Records contained in a dataset:
=== Begin Enclosure ===

//! Partial failures: reranker problems degrade, index problems surface.

use std::sync::Arc;
use std::time::Duration;

use hybrank::config::Config;
use hybrank::error::ErrorCode;
use hybrank::search::{HybridSearchEngine, IndexKind, PercentageGate, SearchMode, SearchRequest};
use hybrank::test_utils::doubles::{CountingScorer, FailingEmbedder, FailingScorer, SlowScorer};
use hybrank::test_utils::fixtures::{
    self, DOC_A, DOC_B, FIXTURE_DIMS, scenario_config, scenario_corpus,
};
use hybrank::HybrankError;

#[tokio::test]
async fn test_failing_scorer_falls_back_to_fused_order() {
    let engine = HybridSearchEngine::builder(scenario_config())
        .corpus(scenario_corpus())
        .scorer(Arc::new(FailingScorer))
        .build()
        .unwrap();

    let result = engine
        .search(SearchRequest::new("anything", 2).rerank(true))
        .await
        .unwrap();
    assert!(!result.rerank_applied);
    assert_eq!(result.ids(), vec![DOC_B, DOC_A]);
    assert!(result.candidates.iter().all(|c| c.rerank_score.is_none()));
}

#[tokio::test]
async fn test_slow_scorer_times_out() {
    let mut config = scenario_config();
    config.rerank.timeout_ms = 50;
    let engine = HybridSearchEngine::builder(config)
        .corpus(scenario_corpus())
        .scorer(Arc::new(SlowScorer(Duration::from_millis(400))))
        .build()
        .unwrap();

    let started = std::time::Instant::now();
    let result = engine
        .search(SearchRequest::new("anything", 2).rerank(true))
        .await
        .unwrap();
    assert!(started.elapsed() < Duration::from_millis(400));
    assert!(!result.rerank_applied);
    assert_eq!(result.ids(), vec![DOC_B, DOC_A]);
}

#[tokio::test]
async fn test_missing_scorer_skips_rerank() {
    let engine = fixtures::sample_engine(Config::default()).build().unwrap();
    let result = engine
        .search(SearchRequest::new("tokio", 3).rerank(true))
        .await
        .unwrap();
    assert!(!result.rerank_applied);
    assert!(!result.is_empty());
}

#[tokio::test]
async fn test_closed_gate_never_calls_scorer() {
    let scorer = Arc::new(CountingScorer::default());
    let engine = fixtures::sample_engine(Config::default())
        .scorer(scorer.clone())
        .gate(Arc::new(PercentageGate::new(0)))
        .build()
        .unwrap();

    let result = engine
        .search(SearchRequest::new("tokio", 3).rerank(true))
        .await
        .unwrap();
    assert!(!result.rerank_applied);
    assert_eq!(scorer.calls(), 0);
}

#[tokio::test]
async fn test_open_gate_calls_scorer() {
    let scorer = Arc::new(CountingScorer::default());
    let engine = fixtures::sample_engine(Config::default())
        .scorer(scorer.clone())
        .gate(Arc::new(PercentageGate::new(100)))
        .build()
        .unwrap();

    let result = engine
        .search(SearchRequest::new("tokio", 3).rerank(true))
        .await
        .unwrap();
    assert!(result.rerank_applied);
    assert_eq!(scorer.calls(), 1);
}

#[tokio::test]
async fn test_missing_dense_index_is_reported() {
    let corpus = fixtures::sample_corpus();
    let engine = HybridSearchEngine::builder(Config::default())
        .store(corpus.store)
        .sparse_index(corpus.sparse)
        .build()
        .unwrap();

    let err = engine.search(SearchRequest::new("tokio", 3)).await.unwrap_err();
    assert!(matches!(
        err,
        HybrankError::IndexUnavailable {
            index: IndexKind::Dense,
            ..
        }
    ));
    assert_eq!(err.code(), ErrorCode::IndexUnavailable);

    // Lexical requests never touch the dense side.
    let lexical = engine
        .search(SearchRequest::new("tokio", 3).mode(SearchMode::Lexical))
        .await
        .unwrap();
    assert!(!lexical.is_empty());
}

#[tokio::test]
async fn test_lexical_fallback_serves_hybrid_requests() {
    let mut config = Config::default();
    config.search.lexical_fallback = true;
    let corpus = fixtures::sample_corpus();
    let engine = HybridSearchEngine::builder(config)
        .store(corpus.store)
        .sparse_index(corpus.sparse)
        .build()
        .unwrap();

    let result = engine.search(SearchRequest::new("tokio", 3)).await.unwrap();
    assert!(!result.is_empty());
    assert_eq!(result.mode, SearchMode::Hybrid);
    assert!(result.candidates.iter().all(|c| c.dense_score.is_none()));
}

#[tokio::test]
async fn test_dense_fallback_serves_hybrid_requests() {
    let mut config = Config::default();
    config.search.dense_fallback = true;
    let corpus = fixtures::sample_corpus();
    let engine = HybridSearchEngine::builder(config)
        .store(corpus.store)
        .dense_index(corpus.dense)
        .build()
        .unwrap();

    let result = engine.search(SearchRequest::new("tokio", 3)).await.unwrap();
    assert_eq!(result.len(), 3);
    assert!(result.candidates.iter().all(|c| c.sparse_score.is_none()));
}

#[tokio::test]
async fn test_embedding_failure_marks_dense_side_down() {
    let engine = fixtures::sample_engine(Config::default())
        .embedder(Arc::new(FailingEmbedder { dims: FIXTURE_DIMS }))
        .build()
        .unwrap();

    let err = engine
        .search(SearchRequest::new("tokio", 3).mode(SearchMode::Dense))
        .await
        .unwrap_err();
    assert!(matches!(
        err,
        HybrankError::IndexUnavailable {
            index: IndexKind::Dense,
            ..
        }
    ));
}

#[tokio::test]
async fn test_index_errors_are_not_cached() {
    let engine = HybridSearchEngine::builder(Config::default())
        .store(fixtures::sample_store())
        .build()
        .unwrap();

    for _ in 0..2 {
        assert!(engine.search(SearchRequest::new("tokio", 3)).await.is_err());
    }
    let stats = engine.cache_stats();
    assert_eq!(stats.entries, 0);
    assert_eq!(stats.hits, 0);
}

=== End Enclosure ===

EXERCISE
Your task is to restate every record exactly.

EXERCISE RESPONSE
//! Partial failures: reranker problems degrade, index problems surface.

use std::sync::Arc;
use std::time::Duration;

use hybrank::config::Config;
use hybrank::error::ErrorCode;
use hybrank::search::{HybridSearchEngine, IndexKind, PercentageGate, SearchMode, SearchRequest};
use hybrank::test_utils::doubles::{CountingScorer, FailingEmbedder, FailingScorer, SlowScorer};
use hybrank::test_utils::fixtures::{
    self, DOC_A, DOC_B, FIXTURE_DIMS, scenario_config, scenario_corpus,
};
use hybrank::HybrankError;

#[tokio::test]
async fn test_failing_scorer_falls_back_to_fused_order() {
    let engine = HybridSearchEngine::builder(scenario_config())
        .corpus(scenario_corpus())
        .scorer(Arc::new(FailingScorer))
        .build()
        .unwrap();

    let result = engine
        .search(SearchRequest::new("anything", 2).rerank(true))
        .await
        .unwrap();
    assert!(!result.rerank_applied);
    assert_eq!(result.ids(), vec![DOC_B, DOC_A]);
    assert!(result.candidates.iter().all(|c| c.rerank_score.is_none()));
}

#[tokio::test]
async fn test_slow_scorer_times_out() {
    let mut config = scenario_config();
    config.rerank.timeout_ms = 50;
    let engine = HybridSearchEngine::builder(config)
        .corpus(scenario_corpus())
        .scorer(Arc::new(SlowScorer(Duration::from_millis(400))))
        .build()
        .unwrap();

    let started = std::time::Instant::now();
    let result = engine
        .search(SearchRequest::new("anything", 2).rerank(true))
        .await
        .unwrap();
    assert!(started.elapsed() < Duration::from_millis(400));
    assert!(!result.rerank_applied);
    assert_eq!(result.ids(), vec![DOC_B, DOC_A]);
}

#[tokio::test]
async fn test_missing_scorer_skips_rerank() {
    let engine = fixtures::sample_engine(Config::default()).build().unwrap();
    let result = engine
        .search(SearchRequest::new("tokio", 3).rerank(true))
        .await
        .unwrap();
    assert!(!result.rerank_applied);
    assert!(!result.is_empty());
}

#[tokio::test]
async fn test_closed_gate_never_calls_scorer() {
    let scorer = Arc::new(CountingScorer::default());
    let engine = fixtures::sample_engine(Config::default())
        .scorer(scorer.clone())
        .gate(Arc::new(PercentageGate::new(0)))
        .build()
        .unwrap();

    let result = engine
        .search(SearchRequest::new("tokio", 3).rerank(true))
        .await
        .unwrap();
    assert!(!result.rerank_applied);
    assert_eq!(scorer.calls(), 0);
}

#[tokio::test]
async fn test_open_gate_calls_scorer() {
    let scorer = Arc::new(CountingScorer::default());
    let engine = fixtures::sample_engine(Config::default())
        .scorer(scorer.clone())
        .gate(Arc::new(PercentageGate::new(100)))
        .build()
        .unwrap();

    let result = engine
        .search(SearchRequest::new("tokio", 3).rerank(true))
        .await
        .unwrap();
    assert!(result.rerank_applied);
    assert_eq!(scorer.calls(), 1);
}

#[tokio::test]
async fn test_missing_dense_index_is_reported() {
    let corpus = fixtures::sample_corpus();
    let engine = HybridSearchEngine::builder(Config::default())
        .store(corpus.store)
        .sparse_index(corpus.sparse)
        .build()
        .unwrap();

    let err = engine.search(SearchRequest::new("tokio", 3)).await.unwrap_err();
    assert!(matches!(
        err,
        HybrankError::IndexUnavailable {
            index: IndexKind::Dense,
            ..
        }
    ));
    assert_eq!(err.code(), ErrorCode::IndexUnavailable);

    // Lexical requests never touch the dense side.
    let lexical = engine
        .search(SearchRequest::new("tokio", 3).mode(SearchMode::Lexical))
        .await
        .unwrap();
    assert!(!lexical.is_empty());
}

#[tokio::test]
async fn test_lexical_fallback_serves_hybrid_requests() {
    let mut config = Config::default();
    config.search.lexical_fallback = true;
    let corpus = fixtures::sample_corpus();
    let engine = HybridSearchEngine::builder(config)
        .store(corpus.store)
        .sparse_index(corpus.sparse)
        .build()
        .unwrap();

    let result = engine.search(SearchRequest::new("tokio", 3)).await.unwrap();
    assert!(!result.is_empty());
    assert_eq!(result.mode, SearchMode::Hybrid);
    assert!(result.candidates.iter().all(|c| c.dense_score.is_none()));
}

#[tokio::test]
async fn test_dense_fallback_serves_hybrid_requests() {
    let mut config = Config::default();
    config.search.dense_fallback = true;
    let corpus = fixtures::sample_corpus();
    let engine = HybridSearchEngine::builder(config)
        .store(corpus.store)
        .dense_index(corpus.dense)
        .build()
        .unwrap();

    let result = engine.search(SearchRequest::new("tokio", 3)).await.unwrap();
    assert_eq!(result.len(), 3);
    assert!(result.candidates.iter().all(|c| c.sparse_score.is_none()));
}

#[tokio::test]
async fn test_embedding_failure_marks_dense_side_down() {
    let engine = fixtures::sample_engine(Config::default())
        .embedder(Arc::new(FailingEmbedder { dims: FIXTURE_DIMS }))
        .build()
        .unwrap();

    let err = engine
        .search(SearchRequest::new("tokio", 3).mode(SearchMode::Dense))
        .await
        .unwrap_err();
    assert!(matches!(
        err,
        HybrankError::IndexUnavailable {
            index: IndexKind::Dense,
            ..
        }
    ));
}

#[tokio::test]
async fn test_index_errors_are_not_cached() {
    let engine = HybridSearchEngine::builder(Config::default())
        .store(fixtures::sample_store())
        .build()
        .unwrap();

    for _ in 0..2 {
        assert!(engine.search(SearchRequest::new("tokio", 3)).await.is_err());
    }
    let stats = engine.cache_stats();
    assert_eq!(stats.entries, 0);
    assert_eq!(stats.hits, 0);
}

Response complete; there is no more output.